:: SOURCE MATERIAL ::

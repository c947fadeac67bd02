/******************************************************************************
   Author: Joaquín Béjar García
   Email: jb@taunais.com
   Date: 27/1/26
******************************************************************************/

//! Error types for the IronFast FAST codec.
//!
//! Every fallible operation in the workspace returns [`FastError`]. The
//! variants fall into five groups:
//! - **Lifecycle**: a field attached twice, attached out of order, or mutated
//!   after it joined a context
//! - **Type lookup**: an unknown FAST type name
//! - **Unsupported operation**: a codec path the type does not provide
//! - **Malformed wire data**: truncated input, overlong integers, bad text
//! - **Validation**: values outside a type's declared domain
//!
//! Errors raised while a field is being processed are wrapped in
//! [`FastError::Field`] so the caller can tell which field failed.

use crate::qname::QName;
use thiserror::Error;

/// Result type alias using [`FastError`] as the error type.
pub type Result<T> = std::result::Result<T, FastError>;

/// Errors that can occur during FAST encoding/decoding.
#[derive(Debug, Error, Clone, PartialEq, Eq)]
pub enum FastError {
    /// Unexpected end of input.
    #[error("unexpected end of input")]
    UnexpectedEof,

    /// A presence map bit was requested past the end of the map.
    #[error("presence map underflow at bit {position}")]
    PresenceMapUnderflow {
        /// Index of the bit that was requested.
        position: usize,
    },

    /// Integer overflow during encoding or decoding.
    #[error("integer overflow")]
    IntegerOverflow,

    /// Invalid string encoding.
    #[error("invalid string encoding")]
    InvalidString,

    /// ASCII string of more than one character starting with NUL, which
    /// has no distinct wire form.
    #[error("ASCII string of length {length} starts with NUL")]
    LeadingNul {
        /// Length of the rejected string.
        length: usize,
    },

    /// Invalid decimal encoding.
    #[error("invalid decimal: exponent={exponent}, mantissa={mantissa}")]
    InvalidDecimal {
        /// Decimal exponent.
        exponent: i32,
        /// Decimal mantissa.
        mantissa: i64,
    },

    /// Value lies outside the numeric range of its type.
    #[error("value {value} out of range for {type_name}: expected {min}..={max}")]
    ValueOutOfRange {
        /// FAST type name.
        type_name: &'static str,
        /// Offending value.
        value: i128,
        /// Lower bound (inclusive).
        min: i64,
        /// Upper bound (inclusive).
        max: i64,
    },

    /// A textual literal could not be parsed into a value of the type.
    #[error("invalid {type_name} literal '{literal}': {reason}")]
    InvalidLiteral {
        /// FAST type name.
        type_name: &'static str,
        /// The literal as given.
        literal: String,
        /// Why parsing failed.
        reason: String,
    },

    /// Unknown FAST type name.
    #[error("the type '{name}' does not exist, existing types are {known}")]
    UnknownType {
        /// Requested type name.
        name: String,
        /// Registered type names, formatted as `{a,b,c}`.
        known: String,
    },

    /// The type has no implementation of the requested operation.
    #[error("operation '{operation}' is not supported by type {type_name}")]
    UnsupportedOperation {
        /// FAST type name.
        type_name: &'static str,
        /// Operation that was attempted.
        operation: &'static str,
    },

    /// Field is already part of a template.
    #[error("field {field} is already a part of the template {template}")]
    AlreadyAttachedToTemplate {
        /// Field name.
        field: QName,
        /// Template the field belongs to.
        template: QName,
    },

    /// Field is already part of a context.
    #[error("field {field} is already a part of a context")]
    AlreadyAttachedToContext {
        /// Field name.
        field: QName,
    },

    /// Field must belong to a template before it can join a context.
    #[error("field {field} is not part of any template")]
    NotAttachedToTemplate {
        /// Field name.
        field: QName,
    },

    /// Field was mutated after it joined a context.
    #[error("field {field} cannot be edited because it is part of a context")]
    ReadOnly {
        /// Field name.
        field: QName,
    },

    /// Missing mandatory field.
    #[error("missing mandatory field: {name}")]
    MissingMandatoryField {
        /// Field name.
        name: String,
    },

    /// A message was addressed by a field name its template does not define.
    #[error("template {template} has no field named {name}")]
    UnknownField {
        /// Template name.
        template: QName,
        /// Requested field name.
        name: String,
    },

    /// A delta or increment was requested against an empty dictionary entry.
    #[error("dictionary entry is empty and cannot be used as a base value")]
    EmptyDeltaBase,

    /// Delta subtraction length is larger than the base value.
    #[error("subtraction length {subtraction} is larger than the base value length {base_len}")]
    SubtractionTooLarge {
        /// Decoded subtraction length.
        subtraction: i64,
        /// Length of the base value.
        base_len: usize,
    },

    /// A value (or dictionary entry) does not belong to the expected type.
    #[error("type mismatch: expected {expected}, found {actual}")]
    TypeMismatch {
        /// Expected type or value kind.
        expected: &'static str,
        /// Actual value kind.
        actual: &'static str,
    },

    /// Invalid operator application.
    #[error("invalid operator: {0}")]
    InvalidOperator(String),

    /// Operator requires an initial value that was not supplied.
    #[error("operator {operator} requires an initial value")]
    MissingInitialValue {
        /// Operator name.
        operator: &'static str,
    },

    /// Tail operator cannot express a value shorter than its base.
    #[error("tail value of length {value_len} is shorter than base of length {base_len}")]
    TailTooShort {
        /// Length of the value to encode.
        value_len: usize,
        /// Length of the base value.
        base_len: usize,
    },

    /// Unknown template ID.
    #[error("unknown template id: {0}")]
    UnknownTemplate(u32),

    /// Decoded sequence length exceeds the configured maximum.
    #[error("sequence length {length} exceeds maximum {max}")]
    SequenceTooLong {
        /// Decoded length.
        length: u32,
        /// Configured maximum.
        max: u32,
    },

    /// Encoded message exceeds the configured maximum size.
    #[error("message too large: {size} bytes exceeds maximum {max_size}")]
    MessageTooLarge {
        /// Actual message size in bytes.
        size: usize,
        /// Maximum allowed size in bytes.
        max_size: usize,
    },

    /// Error raised while processing a specific field.
    #[error("field {name} (key {key}): {source}")]
    Field {
        /// Field name.
        name: QName,
        /// Dictionary key of the field.
        key: QName,
        /// Underlying error.
        #[source]
        source: Box<FastError>,
    },
}

impl FastError {
    /// Ties this error to a field identity.
    ///
    /// Errors that already carry a field are returned unchanged so the
    /// innermost (most specific) field is reported.
    #[must_use]
    pub fn in_field(self, name: &QName, key: &QName) -> Self {
        match self {
            Self::Field { .. } => self,
            other => Self::Field {
                name: name.clone(),
                key: key.clone(),
                source: Box::new(other),
            },
        }
    }

    /// Returns the error with any field wrapping removed.
    #[must_use]
    pub fn root_cause(&self) -> &Self {
        match self {
            Self::Field { source, .. } => source.root_cause(),
            other => other,
        }
    }

    /// Returns true if the error reports a field lifecycle violation.
    #[must_use]
    pub fn is_lifecycle(&self) -> bool {
        matches!(
            self.root_cause(),
            Self::AlreadyAttachedToTemplate { .. }
                | Self::AlreadyAttachedToContext { .. }
                | Self::NotAttachedToTemplate { .. }
                | Self::ReadOnly { .. }
        )
    }

    /// Returns the FAST error code for this error, if one is defined.
    ///
    /// Static errors (`S*`) signal template defects, dynamic errors (`D*`)
    /// malformed streams and reportable errors (`R*`) recoverable conditions.
    #[must_use]
    pub fn code(&self) -> Option<&'static str> {
        match self.root_cause() {
            Self::InvalidOperator(_) => Some("S2"),
            Self::MissingInitialValue { .. } => Some("S4"),
            Self::TypeMismatch { .. } => Some("D4"),
            Self::MissingMandatoryField { .. } => Some("D5"),
            Self::EmptyDeltaBase => Some("D6"),
            Self::SubtractionTooLarge { .. } | Self::TailTooShort { .. } => Some("D7"),
            Self::UnknownTemplate(_) => Some("D9"),
            Self::IntegerOverflow | Self::ValueOutOfRange { .. } => Some("R4"),
            Self::InvalidDecimal { .. } => Some("R1"),
            Self::PresenceMapUnderflow { .. } => Some("R6"),
            Self::LeadingNul { .. } => Some("R9"),
            _ => None,
        }
    }
}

:::

The data above, all of it, needs to be output exactly as written.

repository c947fadeac67bd02
/******************************************************************************
   Author: Joaquín Béjar García
   Email: jb@taunais.com
   Date: 27/1/26
******************************************************************************/

//! Error types for the IronFast FAST codec.
//!
//! Every fallible operation in the workspace returns [`FastError`]. The
//! variants fall into five groups:
//! - **Lifecycle**: a field attached twice, attached out of order, or mutated
//!   after it joined a context
//! - **Type lookup**: an unknown FAST type name
//! - **Unsupported operation**: a codec path the type does not provide
//! - **Malformed wire data**: truncated input, overlong integers, bad text
//! - **Validation**: values outside a type's declared domain
//!
//! Errors raised while a field is being processed are wrapped in
//! [`FastError::Field`] so the caller can tell which field failed.

use crate::qname::QName;
use thiserror::Error;

/// Result type alias using [`FastError`] as the error type.
pub type Result<T> = std::result::Result<T, FastError>;

/// Errors that can occur during FAST encoding/decoding.
#[derive(Debug, Error, Clone, PartialEq, Eq)]
pub enum FastError {
    /// Unexpected end of input.
    #[error("unexpected end of input")]
    UnexpectedEof,

    /// A presence map bit was requested past the end of the map.
    #[error("presence map underflow at bit {position}")]
    PresenceMapUnderflow {
        /// Index of the bit that was requested.
        position: usize,
    },

    /// Integer overflow during encoding or decoding.
    #[error("integer overflow")]
    IntegerOverflow,

    /// Invalid string encoding.
    #[error("invalid string encoding")]
    InvalidString,

    /// ASCII string of more than one character starting with NUL, which
    /// has no distinct wire form.
    #[error("ASCII string of length {length} starts with NUL")]
    LeadingNul {
        /// Length of the rejected string.
        length: usize,
    },

    /// Invalid decimal encoding.
    #[error("invalid decimal: exponent={exponent}, mantissa={mantissa}")]
    InvalidDecimal {
        /// Decimal exponent.
        exponent: i32,
        /// Decimal mantissa.
        mantissa: i64,
    },

    /// Value lies outside the numeric range of its type.
    #[error("value {value} out of range for {type_name}: expected {min}..={max}")]
    ValueOutOfRange {
        /// FAST type name.
        type_name: &'static str,
        /// Offending value.
        value: i128,
        /// Lower bound (inclusive).
        min: i64,
        /// Upper bound (inclusive).
        max: i64,
    },

    /// A textual literal could not be parsed into a value of the type.
    #[error("invalid {type_name} literal '{literal}': {reason}")]
    InvalidLiteral {
        /// FAST type name.
        type_name: &'static str,
        /// The literal as given.
        literal: String,
        /// Why parsing failed.
        reason: String,
    },

    /// Unknown FAST type name.
    #[error("the type '{name}' does not exist, existing types are {known}")]
    UnknownType {
        /// Requested type name.
        name: String,
        /// Registered type names, formatted as `{a,b,c}`.
        known: String,
    },

    /// The type has no implementation of the requested operation.
    #[error("operation '{operation}' is not supported by type {type_name}")]
    UnsupportedOperation {
        /// FAST type name.
        type_name: &'static str,
        /// Operation that was attempted.
        operation: &'static str,
    },

    /// Field is already part of a template.
    #[error("field {field} is already a part of the template {template}")]
    AlreadyAttachedToTemplate {
        /// Field name.
        field: QName,
        /// Template the field belongs to.
        template: QName,
    },

    /// Field is already part of a context.
    #[error("field {field} is already a part of a context")]
    AlreadyAttachedToContext {
        /// Field name.
        field: QName,
    },

    /// Field must belong to a template before it can join a context.
    #[error("field {field} is not part of any template")]
    NotAttachedToTemplate {
        /// Field name.
        field: QName,
    },

    /// Field was mutated after it joined a context.
    #[error("field {field} cannot be edited because it is part of a context")]
    ReadOnly {
        /// Field name.
        field: QName,
    },

    /// Missing mandatory field.
    #[error("missing mandatory field: {name}")]
    MissingMandatoryField {
        /// Field name.
        name: String,
    },

    /// A message was addressed by a field name its template does not define.
    #[error("template {template} has no field named {name}")]
    UnknownField {
        /// Template name.
        template: QName,
        /// Requested field name.
        name: String,
    },

    /// A delta or increment was requested against an empty dictionary entry.
    #[error("dictionary entry is empty and cannot be used as a base value")]
    EmptyDeltaBase,

    /// Delta subtraction length is larger than the base value.
    #[error("subtraction length {subtraction} is larger than the base value length {base_len}")]
    SubtractionTooLarge {
        /// Decoded subtraction length.
        subtraction: i64,
        /// Length of the base value.
        base_len: usize,
    },

    /// A value (or dictionary entry) does not belong to the expected type.
    #[error("type mismatch: expected {expected}, found {actual}")]
    TypeMismatch {
        /// Expected type or value kind.
        expected: &'static str,
        /// Actual value kind.
        actual: &'static str,
    },

    /// Invalid operator application.
    #[error("invalid operator: {0}")]
    InvalidOperator(String),

    /// Operator requires an initial value that was not supplied.
    #[error("operator {operator} requires an initial value")]
    MissingInitialValue {
        /// Operator name.
        operator: &'static str,
    },

    /// Tail operator cannot express a value shorter than its base.
    #[error("tail value of length {value_len} is shorter than base of length {base_len}")]
    TailTooShort {
        /// Length of the value to encode.
        value_len: usize,
        /// Length of the base value.
        base_len: usize,
    },

    /// Unknown template ID.
    #[error("unknown template id: {0}")]
    UnknownTemplate(u32),

    /// Decoded sequence length exceeds the configured maximum.
    #[error("sequence length {length} exceeds maximum {max}")]
    SequenceTooLong {
        /// Decoded length.
        length: u32,
        /// Configured maximum.
        max: u32,
    },

    /// Encoded message exceeds the configured maximum size.
    #[error("message too large: {size} bytes exceeds maximum {max_size}")]
    MessageTooLarge {
        /// Actual message size in bytes.
        size: usize,
        /// Maximum allowed size in bytes.
        max_size: usize,
    },

    /// Error raised while processing a specific field.
    #[error("field {name} (key {key}): {source}")]
    Field {
        /// Field name.
        name: QName,
        /// Dictionary key of the field.
        key: QName,
        /// Underlying error.
        #[source]
        source: Box<FastError>,
    },
}

impl FastError {
    /// Ties this error to a field identity.
    ///
    /// Errors that already carry a field are returned unchanged so the
    /// innermost (most specific) field is reported.
    #[must_use]
    pub fn in_field(self, name: &QName, key: &QName) -> Self {
        match self {
            Self::Field { .. } => self,
            other => Self::Field {
                name: name.clone(),
                key: key.clone(),
                source: Box::new(other),
            },
        }
    }

    /// Returns the error with any field wrapping removed.
    #[must_use]
    pub fn root_cause(&self) -> &Self {
        match self {
            Self::Field { source, .. } => source.root_cause(),
            other => other,
        }
    }

    /// Returns true if the error reports a field lifecycle violation.
    #[must_use]
    pub fn is_lifecycle(&self) -> bool {
        matches!(
            self.root_cause(),
            Self::AlreadyAttachedToTemplate { .. }
                | Self::AlreadyAttachedToContext { .. }
                | Self::NotAttachedToTemplate { .. }
                | Self::ReadOnly { .. }
        )
    }

    /// Returns the FAST error code for this error, if one is defined.
    ///
    /// Static errors (`S*`) signal template defects, dynamic errors (`D*`)
    /// malformed streams and reportable errors (`R*`) recoverable conditions.
    #[must_use]
    pub fn code(&self) -> Option<&'static str> {
        match self.root_cause() {
            Self::InvalidOperator(_) => Some("S2"),
            Self::MissingInitialValue { .. } => Some("S4"),
            Self::TypeMismatch { .. } => Some("D4"),
            Self::MissingMandatoryField { .. } => Some("D5"),
            Self::EmptyDeltaBase => Some("D6"),
            Self::SubtractionTooLarge { .. } | Self::TailTooShort { .. } => Some("D7"),
            Self::UnknownTemplate(_) => Some("D9"),
            Self::IntegerOverflow | Self::ValueOutOfRange { .. } => Some("R4"),
            Self::InvalidDecimal { .. } => Some("R1"),
            Self::PresenceMapUnderflow { .. } => Some("R6"),
            Self::LeadingNul { .. } => Some("R9"),
            _ => None,
        }
    }
}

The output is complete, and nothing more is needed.